Notes | to Condensed Consolidated Financial Statements (Unaudited) |
Amounts in thousands, except unit data
1. | Business |
Agro Merchants Global, L.P. and its subsidiaries (collectively the Company, Agro Global we or us) provide cold chain logistic services to its customers which include storage, packaging, material handling, blast freezing, and certain transportation and logistics with an emphasis on the import/export of food related product handling services.
The Company was formed as a Cayman Islands exempted limited partnership on July 22, 2013. As of September 30, 2020, 87.22% of the Company was owned by funds managed by Oaktree Capital Management, L.P. (the Parent) and 12.78% were owned by other limited partners.
The Company owns and operates through its indirectly owned subsidiaries Agro Merchants North America Holdings, LLC. (Agro NA), Agro Merchants European Holdings, L.P. (Agro EU), Agro Merchants LATAM Holdings, L.P. (Agro LATAM) and Agro Merchants APAC S.à r.l. (Agro APAC) modern temperature-controlled warehouses and distribution space across the United States, Europe, South America and Australia.
2. | Summary of Significant Accounting Policies |
Basis of Presentation and Principles of Consolidation
The condensed consolidated financial statements as of and for the nine months ended September 30, 2020 and September 30, 2019 of the Company are unaudited and have been prepared in accordance with the requirements for quarterly reports, and consequently, do not include all of the information and footnote disclosures required by accounting principles generally accepted in the United States (US GAAP) for annual financial statements. As permitted under those rules, certain footnotes or other financial information have been condensed or omitted. In the opinion of the Company, the accompanying unaudited condensed financial statements contain all adjustments, consisting of only normal recurring adjustments, necessary for a fair statement of its financial position as of September 30, 2020 and its results of operations for the nine months ended September 30, 2020, and 2019, and cash flows for the nine months ended September 30, 2020, and 2019. The condensed balance sheet at December 31, 2019, was derived from audited annual financial statements but does not contain all of the footnote disclosures from the annual financial statements.

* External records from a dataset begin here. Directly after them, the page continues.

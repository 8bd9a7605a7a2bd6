//! Query knowledge use case
//!
//! Turns the caller-facing search operations (free text, error message, stack
//! trace, direct id, advanced filters) into gateway searches and expands the
//! matches into result trees.

use crate::ports::knowledge_gateway::{FetchError, KnowledgeGateway};
use crate::use_cases::assemble_results::ResultAssembler;
use stackgate_domain::{AggregateResult, DomainError, PostId, SearchFilters};
use std::sync::Arc;
use thiserror::Error;
use tracing::{debug, info};

/// Default number of results for query and error searches
pub const DEFAULT_SEARCH_LIMIT: u32 = 5;

/// Default number of results for stack trace analysis
pub const DEFAULT_TRACE_LIMIT: u32 = 3;

/// Errors that can occur while answering a query
#[derive(Error, Debug, Clone, PartialEq, Eq)]
pub enum QueryError {
    #[error("{0}")]
    Invalid(#[from] DomainError),

    #[error("{0}")]
    Fetch(#[from] FetchError),
}

/// Input for a free-text search
#[derive(Debug, Clone)]
pub struct SearchByQueryInput {
    pub query: String,
    pub tags: Vec<String>,
    pub min_score: Option<i64>,
    pub include_comments: bool,
    pub limit: u32,
}

impl SearchByQueryInput {
    pub fn new(query: impl Into<String>) -> Self {
        Self {
            query: query.into(),
            tags: Vec::new(),
            min_score: None,
            include_comments: false,
            limit: DEFAULT_SEARCH_LIMIT,
        }
    }
}

/// Input for an error message search
#[derive(Debug, Clone)]
pub struct SearchByErrorInput {
    pub error_message: String,
    pub language: Option<String>,
    pub technologies: Vec<String>,
    pub min_score: Option<i64>,
    pub include_comments: bool,
    pub limit: u32,
}

impl SearchByErrorInput {
    pub fn new(error_message: impl Into<String>) -> Self {
        Self {
            error_message: error_message.into(),
            language: None,
            technologies: Vec::new(),
            min_score: None,
            include_comments: false,
            limit: DEFAULT_SEARCH_LIMIT,
        }
    }

    /// Lowercased language followed by lowercased technologies
    fn tags(&self) -> Vec<String> {
        self.language
            .iter()
            .chain(self.technologies.iter())
            .map(|t| t.trim().to_lowercase())
            .filter(|t| !t.is_empty())
            .collect()
    }
}

/// Input for a direct question lookup
#[derive(Debug, Clone)]
pub struct GetQuestionInput {
    pub question_id: PostId,
    pub include_comments: bool,
}

impl GetQuestionInput {
    pub fn new(question_id: PostId) -> Self {
        Self {
            question_id,
            include_comments: true,
        }
    }
}

/// Input for stack trace analysis
#[derive(Debug, Clone)]
pub struct AnalyzeStackTraceInput {
    pub stack_trace: String,
    pub language: String,
    pub include_comments: bool,
    pub limit: u32,
}

impl AnalyzeStackTraceInput {
    pub fn new(stack_trace: impl Into<String>, language: impl Into<String>) -> Self {
        Self {
            stack_trace: stack_trace.into(),
            language: language.into(),
            include_comments: true,
            limit: DEFAULT_TRACE_LIMIT,
        }
    }

    /// The line that names the error: the first non-blank line of the trace
    pub fn error_line(&self) -> Option<&str> {
        self.stack_trace
            .lines()
            .map(str::trim)
            .find(|line| !line.is_empty())
    }
}

/// Use case answering knowledge queries
pub struct QueryKnowledgeUseCase {
    gateway: Arc<dyn KnowledgeGateway>,
    assembler: ResultAssembler,
}

impl QueryKnowledgeUseCase {
    pub fn new(gateway: Arc<dyn KnowledgeGateway>) -> Self {
        Self {
            assembler: ResultAssembler::new(Arc::clone(&gateway)),
            gateway,
        }
    }

    /// Search by free text, optionally restricted to tags
    pub async fn search_by_query(
        &self,
        input: SearchByQueryInput,
    ) -> Result<Vec<AggregateResult>, QueryError> {
        let query = non_empty(&input.query, "query")?;
        debug!("Searching for: {}", query);
        if !input.tags.is_empty() {
            debug!("Filtering by tags: {}", input.tags.join(", "));
        }

        let filters = SearchFilters::query(query)
            .with_tags(input.tags)
            .with_min_score(input.min_score)
            .with_page_size(input.limit);
        self.search(filters, input.include_comments).await
    }

    /// Search for solutions to an error message
    pub async fn search_by_error(
        &self,
        input: SearchByErrorInput,
    ) -> Result<Vec<AggregateResult>, QueryError> {
        let message = non_empty(&input.error_message, "error message")?;
        let tags = input.tags();
        debug!("Searching for error: {}", message);
        if !tags.is_empty() {
            debug!("Using tags: {}", tags.join(", "));
        }

        let filters = SearchFilters::query(message)
            .with_tags(tags)
            .with_min_score(input.min_score)
            .with_page_size(input.limit);
        self.search(filters, input.include_comments).await
    }

    /// Fetch one question by id and expand it
    pub async fn get_question(
        &self,
        input: GetQuestionInput,
    ) -> Result<Vec<AggregateResult>, QueryError> {
        if input.question_id == 0 {
            return Err(DomainError::InvalidQuestionId(input.question_id).into());
        }
        debug!("Fetching question: {}", input.question_id);

        let question = self.gateway.get_question(input.question_id).await?;
        let result = self
            .assembler
            .assemble_one(question, input.include_comments)
            .await?;
        Ok(vec![result])
    }

    /// Search for the error named by the first line of a stack trace
    pub async fn analyze_stack_trace(
        &self,
        input: AnalyzeStackTraceInput,
    ) -> Result<Vec<AggregateResult>, QueryError> {
        let language = non_empty(&input.language, "language")?.to_lowercase();
        let error_line = input
            .error_line()
            .ok_or(DomainError::EmptyInput("stack trace"))?;
        debug!("Analyzing stack trace: {}", error_line);
        debug!("Language: {}", language);

        let filters = SearchFilters::query(error_line)
            .with_tags([language])
            .with_min_score(Some(0))
            .with_page_size(input.limit);
        self.search(filters, input.include_comments).await
    }

    /// Run a fully specified search
    pub async fn advanced_search(
        &self,
        filters: SearchFilters,
        include_comments: bool,
    ) -> Result<Vec<AggregateResult>, QueryError> {
        self.search(filters, include_comments).await
    }

    async fn search(
        &self,
        filters: SearchFilters,
        include_comments: bool,
    ) -> Result<Vec<AggregateResult>, QueryError> {
        filters.validate()?;

        let questions = self.gateway.advanced_search(&filters).await?;
        let results = self.assembler.assemble(questions, include_comments).await?;
        info!("Found {} results", results.len());
        Ok(results)
    }
}

fn non_empty<'a>(value: &'a str, field: &'static str) -> Result<&'a str, DomainError> {
    let trimmed = value.trim();
    if trimmed.is_empty() {
        Err(DomainError::EmptyInput(field))
    } else {
        Ok(trimmed)
    }
}
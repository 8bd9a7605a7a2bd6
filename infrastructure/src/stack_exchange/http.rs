//! Shared HTTP response helpers for the Stack Exchange client.
//!
//! Centralizes status-code checks (429 throttling, non-success →
//! [`FetchError::Upstream`]) so the client stays focused on request
//! construction and response mapping.

use serde_json::Value;
use stackgate_application::{FetchError, THROTTLED_STATUS};

/// Longest upstream error body kept in an error message
const MAX_ERROR_BODY: usize = 512;

/// Check an HTTP response for error statuses.
///
/// Returns the response unchanged on success. Otherwise builds an
/// [`FetchError::Upstream`] carrying the status and the upstream error
/// message: `error_name: error_message` when the body is a Stack Exchange
/// error document, the raw (truncated) body otherwise.
pub async fn check_response(resp: reqwest::Response) -> Result<reqwest::Response, FetchError> {
    let status = resp.status();
    if status.is_success() {
        return Ok(resp);
    }

    let body = resp.text().await.unwrap_or_default();
    let message = error_message(&body)
        .or_else(|| status.canonical_reason().map(str::to_string))
        .unwrap_or_else(|| "unknown error".to_string());

    Err(FetchError::upstream(Some(status.as_u16()), message))
}

/// Map a transport-level failure (connect, timeout, decode)
pub fn transport_error(err: reqwest::Error) -> FetchError {
    let status = err.status().map(|s| s.as_u16());
    if status == Some(THROTTLED_STATUS) {
        return FetchError::throttled(err.to_string());
    }
    FetchError::upstream(status, err.to_string())
}

fn error_message(body: &str) -> Option<String> {
    let trimmed = body.trim();
    if trimmed.is_empty() {
        return None;
    }

    if let Ok(doc) = serde_json::from_str::<Value>(trimmed) {
        let name = doc.get("error_name").and_then(Value::as_str);
        let message = doc.get("error_message").and_then(Value::as_str);
        match (name, message) {
            (Some(name), Some(message)) => return Some(format!("{}: {}", name, message)),
            (None, Some(message)) => return Some(message.to_string()),
            _ => {}
        }
    }

    Some(truncate(trimmed, MAX_ERROR_BODY).to_string())
}

fn truncate(s: &str, max_bytes: usize) -> &str {
    if s.len() <= max_bytes {
        return s;
    }
    let mut end = max_bytes;
    while !s.is_char_boundary(end) {
        end -= 1;
    }
    &s[..end]
}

The accounting policies set out below have been applied consistently to the periods presented in these unaudited condensed consolidated financial statements. The unaudited condensed consolidated financial statements include the accounts and activities of the Company and its subsidiaries. Fifty percent or less owned companies, which are not variable interest entities of which the Company is the primary beneficiary, and for which the Company exercises significant influence but does not control, are accounted for under the equity method. Intercompany accounts and transactions among entities included in the unaudited condensed consolidated financial statements have been eliminated.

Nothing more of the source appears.